> Work instruction: Look for "echo" in each line of the records, and copy the lines that have it.

> Provided data:
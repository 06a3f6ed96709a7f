//! Benchmark sweep harness: runs a simulation executable over every
//! (grid size, worker count) pair, reads back the timing artifacts it leaves
//! on disk, and reports serial/parallel speedups.

pub mod aggregate;
pub mod cli;
pub mod config;
pub mod error;
pub mod parser;
pub mod process;
pub mod report;
pub mod run;
pub mod scheduler;

pub use aggregate::{AggregatedMeasurement, Aggregator};
pub use error::{Result, SweepError};
pub use parser::{Artifact, SpeedupRecord, TimingTriple};
pub use run::{ArtifactLayout, RunDescriptor};
pub use scheduler::BatchScheduler;
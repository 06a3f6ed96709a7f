#![cfg(unix)]

use std::fs;
use std::path::Path;
use std::process::{Command, Output};

use anyhow::Result;
use tempfile::TempDir;

/// Writes serial = ranks, parallel1d = 1, parallel2d = 0.5 for the run, the way
/// `mpiexec -n <ranks> <exe> <input> <generations>` would hand over its arguments.
fn fake_life(dir: &TempDir) -> Result<String> {
    let out = dir.path().join("outputs");
    let script = format!(
        r#"echo "banner from the simulation"
ranks="$1"
name=$(basename "$3" .txt)
dir="{out}/$name"
mkdir -p "$dir"
echo "$ranks.000000" > "$dir/${{name}}_serial.txt"
echo "1.000000" > "$dir/${{name}}_parallel1d.txt"
echo "0.500000" > "$dir/${{name}}_parallel2d.txt"
"#,
        out = out.display(),
    );
    let path = dir.path().join("fake_life.sh");
    fs::write(&path, script)?;
    Ok(format!("sh {}", path.display()))
}

fn sweep(dir: &TempDir, config: &Path, extra: &[&str]) -> Result<Output> {
    let launcher = fake_life(dir)?;
    let mut cmd = Command::new(env!("CARGO_BIN_EXE_sweep"));
    for (key, _) in std::env::vars() {
        if key.starts_with("SWEEP_") {
            cmd.env_remove(key);
        }
    }
    cmd.arg("--config")
        .arg(config)
        .args(["--sizes", "10,15", "--workers", "4,8", "--no-plot"])
        .args(["--launcher", &launcher, "--executable", "life_mpi"])
        .arg("--input-dir")
        .arg(dir.path().join("inputs"))
        .arg("--output-dir")
        .arg(dir.path().join("outputs"))
        .args(extra);
    Ok(cmd.output()?)
}

#[test]
fn json_mode_keeps_stdout_machine_readable() -> Result<()> {
    let dir = TempDir::new()?;
    let rc = dir.path().join(".sweeprc");
    fs::write(&rc, "# empty\n")?;

    let output = sweep(&dir, &rc, &["--json"])?;
    assert!(output.status.success(), "stderr: {}", String::from_utf8_lossy(&output.stderr));

    let value: serde_json::Value = serde_json::from_slice(&output.stdout)?;
    assert_eq!(value[0]["grid_size"], 10);
    assert_eq!(value[1]["grid_size"], 15);
    assert_eq!(value[0]["worker_counts"], serde_json::json!([4, 8]));
    assert_eq!(value[0]["speedup_1d"], serde_json::json!([5.0, 9.0]));

    // Progress lines and the simulation's own output still reach the user, on stderr.
    let stderr = String::from_utf8_lossy(&output.stderr);
    assert!(stderr.contains("Finished size"));
    assert!(stderr.contains("banner from the simulation"));
    Ok(())
}

#[test]
fn unreadable_config_file_stops_before_sweeping() -> Result<()> {
    let dir = TempDir::new()?;
    let output = sweep(&dir, &dir.path().join("missing.sweeprc"), &["--json"])?;

    assert_eq!(output.status.code(), Some(2));
    assert!(output.stdout.is_empty());
    assert!(String::from_utf8_lossy(&output.stderr).contains("missing.sweeprc"));
    assert!(!dir.path().join("outputs").exists());
    Ok(())
}
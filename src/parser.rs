//! Timing artifact parsing and speedup derivation.

use std::fmt;
use std::fs;
use std::io::{self, BufRead, BufReader};
use std::path::Path;

use serde::Serialize;

use crate::error::{Result, SweepError};
use crate::run::{ArtifactLayout, RunDescriptor};

/// The three timing files the executable writes per grid size.
#[derive(Debug, Clone, Copy, PartialEq, Eq, Hash, Serialize)]
#[serde(rename_all = "lowercase")]
pub enum Artifact {
    Serial,
    Parallel1d,
    Parallel2d,
}

impl Artifact {
    pub const ALL: [Artifact; 3] = [Artifact::Serial, Artifact::Parallel1d, Artifact::Parallel2d];

    /// File name suffix, e.g. `bacteria10_parallel1d.txt`.
    pub fn suffix(self) -> &'static str {
        match self {
            Artifact::Serial => "serial",
            Artifact::Parallel1d => "parallel1d",
            Artifact::Parallel2d => "parallel2d",
        }
    }
}

impl fmt::Display for Artifact {
    fn fmt(&self, f: &mut fmt::Formatter<'_>) -> fmt::Result {
        f.write_str(self.suffix())
    }
}

/// Elapsed seconds read back from one run's artifacts.
#[derive(Debug, Clone, Copy, PartialEq)]
pub struct TimingTriple {
    pub serial_time: f64,
    pub parallel1d_time: f64,
    pub parallel2d_time: f64,
}

/// Speedups of one `(grid_size, worker_count)` completion.
#[derive(Debug, Clone, Copy, PartialEq, Serialize)]
pub struct SpeedupRecord {
    pub grid_size: u32,
    pub worker_count: u32,
    pub speedup_1d: f64,
    pub speedup_2d: f64,
}

/// Reads the serial, 1-D and 2-D timings for `run`.
///
/// Must only be called after the run's process has exited; the files are
/// shared by every worker count of a grid size and an earlier run's values
/// are indistinguishable from fresh ones.
pub fn parse(run: &RunDescriptor, layout: &ArtifactLayout) -> Result<TimingTriple> {
    Ok(TimingTriple {
        serial_time: read_artifact(run, layout, Artifact::Serial)?,
        parallel1d_time: read_artifact(run, layout, Artifact::Parallel1d)?,
        parallel2d_time: read_artifact(run, layout, Artifact::Parallel2d)?,
    })
}

fn read_artifact(run: &RunDescriptor, layout: &ArtifactLayout, artifact: Artifact) -> Result<f64> {
    let path = run.artifact_path(layout, artifact);
    let line = first_line(&path).map_err(|source| {
        if source.kind() == io::ErrorKind::NotFound {
            SweepError::MissingArtifact {
                grid_size: run.grid_size,
                worker_count: run.worker_count,
                artifact,
                path: path.clone(),
            }
        } else {
            SweepError::ReadArtifact {
                grid_size: run.grid_size,
                worker_count: run.worker_count,
                artifact,
                path: path.clone(),
                source,
            }
        }
    })?;

    match line.trim().parse::<f64>() {
        Ok(v) if v.is_finite() => Ok(v),
        _ => Err(SweepError::MalformedArtifact {
            grid_size: run.grid_size,
            worker_count: run.worker_count,
            artifact,
            path,
            line,
        }),
    }
}

fn first_line(path: &Path) -> io::Result<String> {
    let mut reader = BufReader::new(fs::File::open(path)?);
    let mut line = String::new();
    reader.read_line(&mut line)?;
    Ok(line.trim_end_matches(['\r', '\n']).to_string())
}

/// `serial / parallel` for both decompositions.
///
/// A zero serial time is valid and yields zero speedups. A non-positive
/// parallel time or a negative serial time is rejected.
pub fn compute_speedups(run: &RunDescriptor, triple: &TimingTriple) -> Result<SpeedupRecord> {
    let degenerate = |artifact, value| SweepError::DegenerateTiming {
        grid_size: run.grid_size,
        worker_count: run.worker_count,
        artifact,
        value,
    };
    if triple.serial_time < 0.0 {
        return Err(degenerate(Artifact::Serial, triple.serial_time));
    }
    if triple.parallel1d_time <= 0.0 {
        return Err(degenerate(Artifact::Parallel1d, triple.parallel1d_time));
    }
    if triple.parallel2d_time <= 0.0 {
        return Err(degenerate(Artifact::Parallel2d, triple.parallel2d_time));
    }

    Ok(SpeedupRecord {
        grid_size: run.grid_size,
        worker_count: run.worker_count,
        speedup_1d: triple.serial_time / triple.parallel1d_time,
        speedup_2d: triple.serial_time / triple.parallel2d_time,
    })
}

> Exercise answer:
        r#"echo "banner from the simulation"
echo "$ranks.000000" > "$dir/${{name}}_serial.txt"
echo "1.000000" > "$dir/${{name}}_parallel1d.txt"
echo "0.500000" > "$dir/${{name}}_parallel2d.txt"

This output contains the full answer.